Doch Hariri war weder ein Milizenführer noch stammte er aus einer traditionellen politischen Familie. Wie konnte dieser Außenseiter zu einer solch immensen politischen und wirtschaftlichen Macht aufsteigen? Citizen Hariri zeigt, wie der Milliardär seinen Reichtum und seine engen Beziehungen zur saudischen Monarchie in politische Macht umwandelte. Hariri wird als Prisma benutzt, um zu untersuchen, wie die Veränderungen des globalen Neoliberalismus die libanesische Politik umgestaltet haben.

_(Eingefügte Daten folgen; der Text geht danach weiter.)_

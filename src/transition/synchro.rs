//! Barrier, mutex, semaphore and condition-variable transitions.

use super::{Transition, TransitionKind, TransitionType};
use crate::odpor::execution::{EventHandle, Execution};
use serde::{Deserialize, Serialize};
use tracing::trace;

#[derive(Debug, Clone, Copy, PartialEq, Eq, PartialOrd, Ord, Serialize, Deserialize)]
pub enum BarrierOp {
    AsyncLock,
    Wait,
}

#[derive(Debug, Clone, PartialEq, Eq, Serialize, Deserialize)]
pub struct BarrierTransition {
    pub op: BarrierOp,
    pub barrier: u32,
}

impl BarrierTransition {
    pub fn type_(&self) -> TransitionType {
        match self.op {
            BarrierOp::AsyncLock => TransitionType::BarrierAsyncLock,
            BarrierOp::Wait => TransitionType::BarrierWait,
        }
    }

    pub(crate) fn depends(&self, other: &Transition) -> bool {
        let TransitionKind::Barrier(o) = &other.kind else {
            // barriers are independent with non-barrier transitions
            return false;
        };
        if self.barrier != o.barrier {
            return false;
        }
        match (self.op, o.op) {
            // requests are not ordered in a barrier
            (BarrierOp::AsyncLock, BarrierOp::AsyncLock) | (BarrierOp::Wait, BarrierOp::Wait) => {
                false
            }
            // the last lock enables every wait
            _ => true,
        }
    }

    pub(crate) fn reversible_race(&self, later: &BarrierTransition) -> bool {
        match later.op {
            BarrierOp::AsyncLock => true,
            BarrierOp::Wait => self.op != BarrierOp::AsyncLock,
        }
    }

    pub(crate) fn describe(&self) -> String {
        format!("{}(barrier: {})", self.type_(), self.barrier)
    }
}

#[derive(Debug, Clone, Copy, PartialEq, Eq, PartialOrd, Ord, Serialize, Deserialize)]
pub enum MutexOp {
    AsyncLock,
    Test,
    Trylock,
    Unlock,
    Wait,
}

#[derive(Debug, Clone, PartialEq, Eq, Serialize, Deserialize)]
pub struct MutexTransition {
    pub op: MutexOp,
    pub mutex: u32,
    pub owner: Option<super::Aid>,
}

impl MutexTransition {
    pub fn type_(&self) -> TransitionType {
        match self.op {
            MutexOp::AsyncLock => TransitionType::MutexAsyncLock,
            MutexOp::Test => TransitionType::MutexTest,
            MutexOp::Trylock => TransitionType::MutexTrylock,
            MutexOp::Unlock => TransitionType::MutexUnlock,
            MutexOp::Wait => TransitionType::MutexWait,
        }
    }

    /// `other` has a type greater or equal to ours and another actor.
    pub(crate) fn depends(&self, other: &Transition) -> bool {
        match &other.kind {
            TransitionKind::Mutex(o) => {
                let independent = matches!(
                    (self.op, o.op),
                    // LOCK indep TEST/WAIT: lock never enables a wait
                    (MutexOp::AsyncLock, MutexOp::Test | MutexOp::Wait)
                    // LOCK indep UNLOCK: push_back and pop_front commute
                    | (MutexOp::AsyncLock, MutexOp::Unlock)
                    // tests and waits never change the owner
                    | (MutexOp::Test | MutexOp::Wait, MutexOp::Test | MutexOp::Wait)
                    // a trylock fails while a request is queued
                    | (MutexOp::Test, MutexOp::Trylock)
                    | (MutexOp::Trylock, MutexOp::Wait)
                    // two unlocks are never enabled together
                    | (MutexOp::Unlock, MutexOp::Unlock)
                );
                !independent && self.mutex == o.mutex
            }
            // The async lock of a condvar releases the mutex, like an unlock
            TransitionKind::Condvar(c) if self.op == MutexOp::Wait => {
                c.op == CondvarOp::AsyncLock && c.mutex == self.mutex
            }
            _ => false,
        }
    }

    pub(crate) fn can_be_co_enabled(&self, other: &Transition) -> bool {
        match &other.kind {
            TransitionKind::Mutex(o) => {
                if self.mutex != o.mutex {
                    return true;
                }
                // whoever can unlock or wait owns the mutex
                !matches!(
                    (self.op, o.op),
                    (MutexOp::Unlock, MutexOp::Wait) | (MutexOp::Wait, MutexOp::Wait)
                )
            }
            TransitionKind::Condvar(c) if self.op == MutexOp::Wait && c.op == CondvarOp::AsyncLock => {
                c.mutex != self.mutex
            }
            _ => true,
        }
    }

    /// Keyed on the later transition only.
    pub(crate) fn reversible_race(later: &MutexTransition) -> bool {
        match later.op {
            MutexOp::AsyncLock | MutexOp::Test | MutexOp::Trylock | MutexOp::Unlock => true,
            // Only an unlock (or a condvar async lock) is dependent with a wait, and it enabled it
            MutexOp::Wait => false,
        }
    }

    pub(crate) fn describe(&self) -> String {
        match self.owner {
            Some(owner) => format!("{}(mutex: {}, owner: {})", self.type_(), self.mutex, owner),
            None => format!("{}(mutex: {}, owner: none)", self.type_(), self.mutex),
        }
    }
}

#[derive(Debug, Clone, Copy, PartialEq, Eq, PartialOrd, Ord, Serialize, Deserialize)]
pub enum SemOp {
    AsyncLock,
    Unlock,
    Wait,
}

/// `capacity` is the semaphore value right after the step was executed.
#[derive(Debug, Clone, PartialEq, Eq, Serialize, Deserialize)]
pub struct SemaphoreTransition {
    pub op: SemOp,
    pub sem: u32,
    pub granted: bool,
    pub capacity: i32,
}

impl SemaphoreTransition {
    pub fn type_(&self) -> TransitionType {
        match self.op {
            SemOp::AsyncLock => TransitionType::SemAsyncLock,
            SemOp::Unlock => TransitionType::SemUnlock,
            SemOp::Wait => TransitionType::SemWait,
        }
    }

    pub(crate) fn depends(&self, other: &Transition) -> bool {
        let TransitionKind::Semaphore(o) = &other.kind else {
            return false;
        };
        let independent = matches!(
            (self.op, o.op),
            (SemOp::AsyncLock, SemOp::Unlock | SemOp::Wait)
                | (SemOp::Unlock, SemOp::Unlock)
                | (SemOp::Wait, SemOp::Wait)
        );
        !independent && self.sem == o.sem
    }

    pub(crate) fn reversible_race(
        &self,
        later: &SemaphoreTransition,
        exec: &Execution,
        this_handle: EventHandle,
        later_handle: EventHandle,
    ) -> bool {
        match later.op {
            SemOp::AsyncLock | SemOp::Unlock => true,
            SemOp::Wait => {
                assert_eq!(
                    self.op,
                    SemOp::Unlock,
                    "only an unlock can race with a semaphore wait"
                );
                is_sem_wait_fireable_without_unlock(exec, this_handle, later_handle)
            }
        }
    }

    pub(crate) fn describe(&self) -> String {
        match self.op {
            SemOp::Wait => format!(
                "{}(semaphore: {}, capacity: {}, granted: {})",
                self.type_(),
                self.sem,
                self.capacity,
                if self.granted { "yes" } else { "no" }
            ),
            _ => format!(
                "{}(semaphore: {}, capacity: {})",
                self.type_(),
                self.sem,
                self.capacity
            ),
        }
    }
}

fn as_semaphore(t: &Transition) -> Option<&SemaphoreTransition> {
    match &t.kind {
        TransitionKind::Semaphore(s) => Some(s),
        _ => None,
    }
}

/// Whether the wait at `wait_handle` would still be enabled if the unlock at
/// `unlock_handle` were removed from the execution.
fn is_sem_wait_fireable_without_unlock(
    exec: &Execution,
    unlock_handle: EventHandle,
    wait_handle: EventHandle,
) -> bool {
    let Some(unlock) = as_semaphore(exec.transition_at(unlock_handle)) else {
        panic!("event {} is not a semaphore unlock", unlock_handle);
    };
    let sem_id = unlock.sem;
    let waiter = exec.actor_at(wait_handle);
    let mut initial_capacity = -1;
    let mut nb_lock = 0;
    let mut nb_unlock = 0;
    let mut own_lock_found = false;

    for e in (0..=wait_handle).rev() {
        let Some(sem) = as_semaphore(exec.transition_at(e)) else {
            continue;
        };
        if sem.op == SemOp::Wait || sem.sem != sem_id {
            continue;
        }
        // Locks issued after the one matching the wait do not matter
        if !own_lock_found && sem.op == SemOp::AsyncLock {
            if exec.actor_at(e) != waiter {
                continue;
            }
            own_lock_found = true;
        }
        initial_capacity = sem.capacity + if sem.op == SemOp::AsyncLock { 1 } else { -1 };
        if e == unlock_handle {
            continue;
        }
        match sem.op {
            SemOp::AsyncLock => nb_lock += 1,
            SemOp::Unlock => nb_unlock += 1,
            SemOp::Wait => {}
        }
    }

    trace!(
        initial_capacity,
        nb_lock,
        nb_unlock,
        "semaphore wait fireability without the unlock"
    );
    initial_capacity - nb_lock + nb_unlock >= 0
}

#[derive(Debug, Clone, Copy, PartialEq, Eq, PartialOrd, Ord, Serialize, Deserialize)]
pub enum CondvarOp {
    AsyncLock,
    Broadcast,
    Signal,
    Wait,
    NoMc,
}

Er initiierte städtische Megaprojekte und blähte den Bankensektor auf. Und nachdem er als Bauunternehmer am Golf reich geworden war, machte er den Libanon zu einem Absatzmarkt für das Kapital aus den Golfstaaten. Die Konzentration des Reichtums und die Umstrukturierung des libanesischen Nachkriegsstaates waren mit den Auswirkungen des Neoliberalismus in anderen Ländern vergleichbar.
Gleichzeitig war Hariri aber auch eine zutiefst libanesische Persönlichkeit. Er musste sich gegen Milizenführer und ein feindliches syrisches Regime zur Wehr setzen. Der milliardenschwere Außenseiter verhielt sich schließlich wie ein traditioneller libanesischer politischer Mäzen.
Hannes Baumann bewertet nicht nur das persönliche Vermächtnis des Mannes, der als "Mr. Libanon" bezeichnet wurde, sondern zeichnet auch die umfassenderen sozialen und wirtschaftlichen Veränderungen nach, die sein Aufstieg mit sich brachte.